[Stored data]
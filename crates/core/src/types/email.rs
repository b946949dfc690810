//! Email address type.

use core::fmt;

use serde::{Deserialize, Serialize};

/// Errors that can occur when parsing an [`Email`].
#[derive(thiserror::Error, Debug, Clone, PartialEq, Eq)]
pub enum EmailError {
    /// The input is empty or only whitespace.
    #[error("email cannot be empty")]
    Empty,
    /// The input is too long.
    #[error("email must be at most {max} characters")]
    TooLong {
        /// Maximum allowed length.
        max: usize,
    },
    /// The input does not contain exactly one @ symbol.
    #[error("email must contain a single @ symbol")]
    AtSymbol,
    /// The local part (before @) is empty.
    #[error("email local part cannot be empty")]
    EmptyLocalPart,
    /// The domain part (after @) is empty.
    #[error("email domain cannot be empty")]
    EmptyDomain,
    /// The input contains whitespace.
    #[error("email cannot contain whitespace")]
    Whitespace,
}

/// An email address as accepted by the checkout form.
///
/// Matches what a browser's `type="email"` input lets through: one `@`, a
/// non-empty local part and domain, no inner whitespace. Surrounding
/// whitespace is trimmed.
///
/// ```
/// use minimal_store_core::Email;
///
/// assert!(Email::parse(" user@example.com ").is_ok());
/// assert!(Email::parse("no-at-symbol").is_err());
/// assert!(Email::parse("two@@example.com").is_err());
/// ```
#[derive(Debug, Clone, Serialize, Deserialize, PartialEq, Eq, Hash)]
#[serde(transparent)]
pub struct Email(String);

impl Email {
    /// Maximum length of an email address (RFC 5321).
    pub const MAX_LENGTH: usize = 254;

    /// Parse an `Email` from user input.
    ///
    /// # Errors
    ///
    /// Returns an [`EmailError`] describing the first structural problem.
    pub fn parse(input: &str) -> Result<Self, EmailError> {
        let s = input.trim();
        if s.is_empty() {
            return Err(EmailError::Empty);
        }
        if s.len() > Self::MAX_LENGTH {
            return Err(EmailError::TooLong {
                max: Self::MAX_LENGTH,
            });
        }
        if s.chars().any(char::is_whitespace) {
            return Err(EmailError::Whitespace);
        }

        let (local, domain) = s.split_once('@').ok_or(EmailError::AtSymbol)?;
        if domain.contains('@') {
            return Err(EmailError::AtSymbol);
        }
        if local.is_empty() {
            return Err(EmailError::EmptyLocalPart);
        }
        if domain.is_empty() {
            return Err(EmailError::EmptyDomain);
        }

        Ok(Self(s.to_owned()))
    }

    /// Returns the email address as a string slice.
    #[must_use]
    pub fn as_str(&self) -> &str {
        &self.0
    }
}

impl fmt::Display for Email {
    fn fmt(&self, f: &mut fmt::Formatter<'_>) -> fmt::Result {
        f.write_str(&self.0)
    }
}

impl std::str::FromStr for Email {
    type Err = EmailError;

    fn from_str(s: &str) -> Result<Self, Self::Err> {
        Self::parse(s)
    }
}
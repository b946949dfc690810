//! Catalog screen: filtered product grid plus the slide-out cart panel.

use askama::Template;
use askama_web::WebTemplate;
use axum::extract::{Query, State};
use serde::Deserialize;
use tower_sessions::Session;
use tracing::instrument;

use minimal_store_core::{Cart, Catalog, CategoryFilter, Product};

use super::cart::load_cart;
use crate::error::Result;
use crate::filters;
use crate::state::AppState;

/// Product card display data for templates.
#[derive(Clone)]
pub struct ProductView {
    pub id: i32,
    pub name: String,
    pub price: String,
    pub image: String,
}

impl From<&Product> for ProductView {
    fn from(product: &Product) -> Self {
        Self {
            id: product.id.as_i32(),
            name: product.name.clone(),
            price: product.price.to_string(),
            image: product.image.clone(),
        }
    }
}

/// Category tab display data for templates.
#[derive(Clone)]
pub struct TabView {
    pub href: String,
    pub label: &'static str,
    pub active: bool,
}

/// Cart panel display data for templates.
#[derive(Clone)]
pub struct CartView {
    pub items: Vec<ProductView>,
    pub total: String,
    pub count: usize,
}

impl CartView {
    /// Resolve a session cart against the catalog.
    #[must_use]
    pub fn new(cart: &Cart, catalog: &Catalog) -> Self {
        let items: Vec<ProductView> = cart
            .lines(catalog)
            .into_iter()
            .map(ProductView::from)
            .collect();
        Self {
            count: items.len(),
            items,
            total: cart.total(catalog).to_string(),
        }
    }
}

/// Catalog query parameters.
#[derive(Debug, Deserialize)]
pub struct CatalogQuery {
    pub category: Option<String>,
}

/// Catalog page template.
#[derive(Template, WebTemplate)]
#[template(path = "catalog/index.html")]
pub struct CatalogTemplate {
    pub products: Vec<ProductView>,
    pub tabs: Vec<TabView>,
    pub filter: String,
    pub cart: CartView,
    pub cart_open: bool,
}

impl CatalogTemplate {
    /// Render the screen for `filter` with the given cart.
    #[must_use]
    pub fn new(state: &AppState, filter: CategoryFilter, cart: &Cart, cart_open: bool) -> Self {
        let catalog = state.catalog();
        Self {
            products: catalog
                .filter(filter)
                .into_iter()
                .map(ProductView::from)
                .collect(),
            tabs: Catalog::tabs()
                .into_iter()
                .map(|tab| TabView {
                    href: catalog_url(tab),
                    label: tab.label(),
                    active: tab == filter,
                })
                .collect(),
            filter: filter.to_string(),
            cart: CartView::new(cart, catalog),
            cart_open,
        }
    }
}

/// Parse an optional `category` tag; absent means all products.
///
/// # Errors
///
/// Returns `AppError::BadRequest` for tags the catalog does not know.
pub fn parse_filter(tag: Option<&str>) -> Result<CategoryFilter> {
    Ok(tag.map(str::parse::<CategoryFilter>).transpose()?.unwrap_or_default())
}

/// URL of the catalog screen showing `filter`.
#[must_use]
pub fn catalog_url(filter: CategoryFilter) -> String {
    match filter {
        CategoryFilter::All => "/".to_string(),
        CategoryFilter::Only(category) => format!("/?category={category}"),
    }
}

/// Display the catalog grid.
#[instrument(skip(state, session))]
pub async fn index(
    State(state): State<AppState>,
    session: Session,
    Query(query): Query<CatalogQuery>,
) -> Result<CatalogTemplate> {
    let filter = parse_filter(query.category.as_deref())?;
    let cart = load_cart(&session).await?;

    Ok(CatalogTemplate::new(&state, filter, &cart, false))
}
//! Value types shared by every screen.

pub mod email;
pub mod id;
pub mod price;

pub use email::{Email, EmailError};
pub use id::*;
pub use price::{CurrencyCode, Price};
//! Storefront configuration loaded from environment variables.
//!
//! # Environment Variables
//!
//! All variables are optional.
//! - `STORE_HOST` - Bind address (default: 127.0.0.1)
//! - `STORE_PORT` - Listen port (default: 3000)
//! - `STORE_BASE_URL` - Public URL (default: <http://localhost:3000>); an
//!   `https://` URL turns on secure session cookies
//! - `STORE_CHECKOUT_DELAY_MS` - Simulated checkout submission delay (default: 1500)
//! - `STORE_STATIC_DIR` - Static asset directory (default: crates/storefront/static)
//! - `SENTRY_DSN` - Sentry error tracking DSN
//! - `SENTRY_ENVIRONMENT` - Sentry environment name
//! - `SENTRY_SAMPLE_RATE` - Error event sample rate, 0.0-1.0 (default: 1.0)
//! - `SENTRY_TRACES_SAMPLE_RATE` - Transaction sample rate, 0.0-1.0 (default: 0.0)

use std::net::{IpAddr, Ipv4Addr, SocketAddr};
use std::path::PathBuf;
use std::str::FromStr;
use std::time::Duration;

use thiserror::Error;
use url::Url;

const DEFAULT_PORT: u16 = 3000;
const DEFAULT_BASE_URL: &str = "http://localhost:3000";
const DEFAULT_CHECKOUT_DELAY_MS: u64 = 1500;
const DEFAULT_STATIC_DIR: &str = "crates/storefront/static";

/// Configuration errors that can occur during loading.
#[derive(Debug, Error)]
pub enum ConfigError {
    #[error("Invalid environment variable {0}: {1}")]
    InvalidEnvVar(String, String),
}

/// Storefront application configuration.
#[derive(Debug, Clone)]
pub struct StoreConfig {
    /// IP address to bind the server to
    pub host: IpAddr,
    /// Port to listen on
    pub port: u16,
    /// Public base URL for the storefront
    pub base_url: String,
    /// How long a checkout submission takes
    pub checkout_delay: Duration,
    /// Directory served under `/static`
    pub static_dir: PathBuf,
    /// Sentry DSN for error tracking
    pub sentry_dsn: Option<String>,
    pub sentry_environment: Option<String>,
    pub sentry_sample_rate: f32,
    pub sentry_traces_sample_rate: f32,
}

impl Default for StoreConfig {
    fn default() -> Self {
        Self {
            host: IpAddr::V4(Ipv4Addr::LOCALHOST),
            port: DEFAULT_PORT,
            base_url: DEFAULT_BASE_URL.to_string(),
            checkout_delay: Duration::from_millis(DEFAULT_CHECKOUT_DELAY_MS),
            static_dir: PathBuf::from(DEFAULT_STATIC_DIR),
            sentry_dsn: None,
            sentry_environment: None,
            sentry_sample_rate: 1.0,
            sentry_traces_sample_rate: 0.0,
        }
    }
}

impl StoreConfig {
    /// Load configuration from environment variables.
    ///
    /// Calls `dotenvy::dotenv()` to load from `.env` file if present.
    ///
    /// # Errors
    ///
    /// Returns `ConfigError` if a variable is set to an unparseable value.
    pub fn from_env() -> Result<Self, ConfigError> {
        // Load .env file if present (ignore errors if not found)
        let _ = dotenvy::dotenv();

        let defaults = Self::default();

        let host = get_parsed_or("STORE_HOST", defaults.host)?;
        let port = get_parsed_or("STORE_PORT", defaults.port)?;
        let base_url = match get_optional_env("STORE_BASE_URL") {
            Some(raw) => parse_base_url(&raw)?,
            None => defaults.base_url,
        };
        let checkout_delay = get_parsed_or("STORE_CHECKOUT_DELAY_MS", DEFAULT_CHECKOUT_DELAY_MS)
            .map(Duration::from_millis)?;
        let static_dir =
            get_optional_env("STORE_STATIC_DIR").map_or(defaults.static_dir, PathBuf::from);

        let sentry_sample_rate = get_rate_or("SENTRY_SAMPLE_RATE", defaults.sentry_sample_rate)?;
        let sentry_traces_sample_rate =
            get_rate_or("SENTRY_TRACES_SAMPLE_RATE", defaults.sentry_traces_sample_rate)?;

        Ok(Self {
            host,
            port,
            base_url,
            checkout_delay,
            static_dir,
            sentry_dsn: get_optional_env("SENTRY_DSN"),
            sentry_environment: get_optional_env("SENTRY_ENVIRONMENT"),
            sentry_sample_rate,
            sentry_traces_sample_rate,
        })
    }

    /// Returns the socket address for binding the server.
    #[must_use]
    pub const fn socket_addr(&self) -> SocketAddr {
        SocketAddr::new(self.host, self.port)
    }

    /// Whether session cookies should carry the `Secure` attribute.
    #[must_use]
    pub fn secure_cookies(&self) -> bool {
        self.base_url.starts_with("https://")
    }
}

// =============================================================================
// Helper Functions
// =============================================================================

/// Get an optional environment variable.
fn get_optional_env(key: &str) -> Option<String> {
    std::env::var(key).ok()
}

/// Parse an environment variable, falling back to `default` when unset.
fn get_parsed_or<T>(key: &str, default: T) -> Result<T, ConfigError>
where
    T: FromStr,
    T::Err: std::fmt::Display,
{
    get_optional_env(key).map_or(Ok(default), |raw| {
        raw.parse::<T>()
            .map_err(|e| ConfigError::InvalidEnvVar(key.to_string(), e.to_string()))
    })
}

/// Parse a sample rate and check it lies within 0.0..=1.0.
fn get_rate_or(key: &str, default: f32) -> Result<f32, ConfigError> {
    let rate = get_parsed_or(key, default)?;
    validate_rate(rate, key)
}

fn validate_rate(rate: f32, key: &str) -> Result<f32, ConfigError> {
    if (0.0..=1.0).contains(&rate) {
        Ok(rate)
    } else {
        Err(ConfigError::InvalidEnvVar(
            key.to_string(),
            format!("{rate} is outside 0.0..=1.0"),
        ))
    }
}

/// Parse the public base URL, which must name a host.
fn parse_base_url(raw: &str) -> Result<String, ConfigError> {
    let url = Url::parse(raw)
        .map_err(|e| ConfigError::InvalidEnvVar("STORE_BASE_URL".to_string(), e.to_string()))?;
    if url.host_str().is_none() {
        return Err(ConfigError::InvalidEnvVar(
            "STORE_BASE_URL".to_string(),
            "must have a host".to_string(),
        ));
    }
    Ok(url.into())
}

#[cfg(test)]
#[allow(clippy::unwrap_used)]
mod tests {
    use super::*;

    #[test]
    fn test_defaults() {
        let config = StoreConfig::default();
        assert_eq!(config.checkout_delay, Duration::from_millis(1500));
        assert_eq!(config.base_url, "http://localhost:3000");
        assert!(!config.secure_cookies());
    }

    #[test]
    fn test_socket_addr() {
        let config = StoreConfig {
            port: 8080,
            ..StoreConfig::default()
        };

        let addr = config.socket_addr();
        assert_eq!(addr.ip().to_string(), "127.0.0.1");
        assert_eq!(addr.port(), 8080);
    }

    #[test]
    fn test_secure_cookies_follow_scheme() {
        let config = StoreConfig {
            base_url: parse_base_url("https://shop.example.com").unwrap(),
            ..StoreConfig::default()
        };
        assert!(config.secure_cookies());
    }

    #[test]
    fn test_parse_base_url_requires_host() {
        let result = parse_base_url("mailto:shop@example.com");
        assert!(matches!(result, Err(ConfigError::InvalidEnvVar(_, _))));
    }

    #[test]
    fn test_parse_base_url_rejects_garbage() {
        assert!(parse_base_url("not a url").is_err());
    }

    #[test]
    fn test_parse_base_url_normalizes() {
        let url = parse_base_url("https://Shop.Example.com").unwrap();
        assert_eq!(url, "https://shop.example.com/");
    }

    #[test]
    fn test_validate_rate_bounds() {
        assert!(validate_rate(0.0, "RATE").is_ok());
        assert!(validate_rate(1.0, "RATE").is_ok());
        assert!(validate_rate(1.5, "RATE").is_err());
        assert!(validate_rate(-0.1, "RATE").is_err());
    }

    #[test]
    fn test_get_parsed_or_uses_default_when_unset() {
        let port = get_parsed_or("MINIMAL_STORE_TEST_UNSET_PORT", 4321_u16).unwrap();
        assert_eq!(port, 4321);
    }
}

## Assignment
Please give back only the lines between the first line of the entries and the line with "input contains whitespace.", both ends included, word for word.

## Solution to this exercise
filename crates/core/src/types/email.rs
repository b946949dfc690810
//! Email address type.

use core::fmt;

use serde::{Deserialize, Serialize};

/// Errors that can occur when parsing an [`Email`].
#[derive(thiserror::Error, Debug, Clone, PartialEq, Eq)]
pub enum EmailError {
    /// The input is empty or only whitespace.
    #[error("email cannot be empty")]
    Empty,
    /// The input is too long.
    #[error("email must be at most {max} characters")]
    TooLong {
        /// Maximum allowed length.
        max: usize,
    },
    /// The input does not contain exactly one @ symbol.
    #[error("email must contain a single @ symbol")]
    AtSymbol,
    /// The local part (before @) is empty.
    #[error("email local part cannot be empty")]
    EmptyLocalPart,
    /// The domain part (after @) is empty.
    #[error("email domain cannot be empty")]
    EmptyDomain,
    /// The input contains whitespace.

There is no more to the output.